If you can’t achieve this, then cutting carbs will definitely make your diabetes easier to manage.
Note, I’m not saying low-carb. That’s a choice, and low-carb – well, there’s no denying it, I do it sometimes, but it’s very restrictive. Really depends on how motivated you are.
You’ll see results by keeping your carbs under 120grams a day, 100grams if you can (better), 50-80grams if you can (best, but difficult for many), that’s with counting all vegetables – even the ones you were taught have no carbs (eg a green salad – it does have some carb, tomatoes have carbs etc).
Let me tell you that I’m the first one who can’t walk past a piece of scrumptious chocolate cake made with quality dark chocolate, adorned with triple cream. The problem is that I did it for years, totally unable to stop high BGLs (I wasn’t on insulin then and doctors were still insisting I had Type 2). And the tablets didn’t help – it was a prescribed dose no matter what I ate and they all made me feel sick and did horrid things to my belly .
I’m of the opinion that it’s so much easier to manage diabetes with insulin. I wouldn’t have said that before I mostly got over my needle-phobia.
I’ve been promoting a lower carb way of eating for more than 10 years. Sometimes I wasn’t motivated to do it, sometimes I was. And if I didn’t do it for one meal, I’d do it for another. Even now, I’m not doing it all the time. Yes, I do eat a piece of cake here and there, or have a packet of crisps. Everything in moderation, right? But my numbers have improved dramatically from the days that I wasn’t looking after myself because it was proving too difficult. Little did I know!
I also think that along with lower carb, the Paleo way of eating is a great way to go. Do some research! You might find something about it that appeals to you.

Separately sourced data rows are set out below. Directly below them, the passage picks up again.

//! Common test fixtures
//!
//! Shared helpers building synthetic in-memory images with known sample
//! values, used across the extraction test files.

use stegbits::MemoryImage;

/// 4x2 greyscale image whose red-channel MSBs spell 0b10101010 in raster
/// order.
pub fn msb_fixture() -> MemoryImage {
    let pixels = [0x80, 0x00, 0xff, 0x7f, 0x81, 0x01, 0x90, 0x10];
    MemoryImage::from_gray(4, 2, &pixels).unwrap()
}

/// Greyscale ramp with deterministic, non-repeating-looking byte values.
pub fn gray_ramp(width: u32, height: u32) -> MemoryImage {
    let pixels: Vec<u8> = (0..width * height).map(|i| (i * 37) as u8).collect();
    MemoryImage::from_gray(width, height, &pixels).unwrap()
}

I think people forget that these total changes in diet are sometimes really difficult to do. Who says you have to do it all at once?
Start with one meal a day… or one meal every other day. When you see the benefits on your meter, it might motivate you to try 2 meals a day.
What’s better than having 3 BGL spikes a day for breakfast, lunch and dinner? Two spikes a day! What’s better than that? One spike a day! And better than that, NO spikes!
Take baby steps if you can’t take the really big ones.
If you’re someone who uses food as comfort or as a reward, if you don’t fix that problem, it’s going to be difficult for you to drastically change your diet. Or do you not care enough about yourself? Why? Find out! It’s truly worth fixing. It’s definitely fixable.
This is in many ways, a little gentle motivation for you, if you think you could benefit from lower blood sugars and think you can’t do it. You can, and you will… just give yourself permission to do it the way that suits you best.
Yet again, it’s usually a case of the medical community treating a conditon and forgetting the holistic approach. It’s easy for them to forget they are treating a person, not just a disease.
Speaking of research, which was the start of this post, do read some of Jenny’s other material particularly about diet and managing diabetes. Her web site, Blood Sugar 101, (different to her blogging site) is meant mainly for Type 2s, but much of it is in-depth info that applies to Type 1s as well.
As far as the research goes, every day it seems that yet another expert comes to a seemingly intelligent conclusion, but when you look deeper, the research is flawed in some way. If you’re ever reading a research paper, the first thing to find out is who funded it. Start from there and you’ll have some answers even before you get past the first paragraph.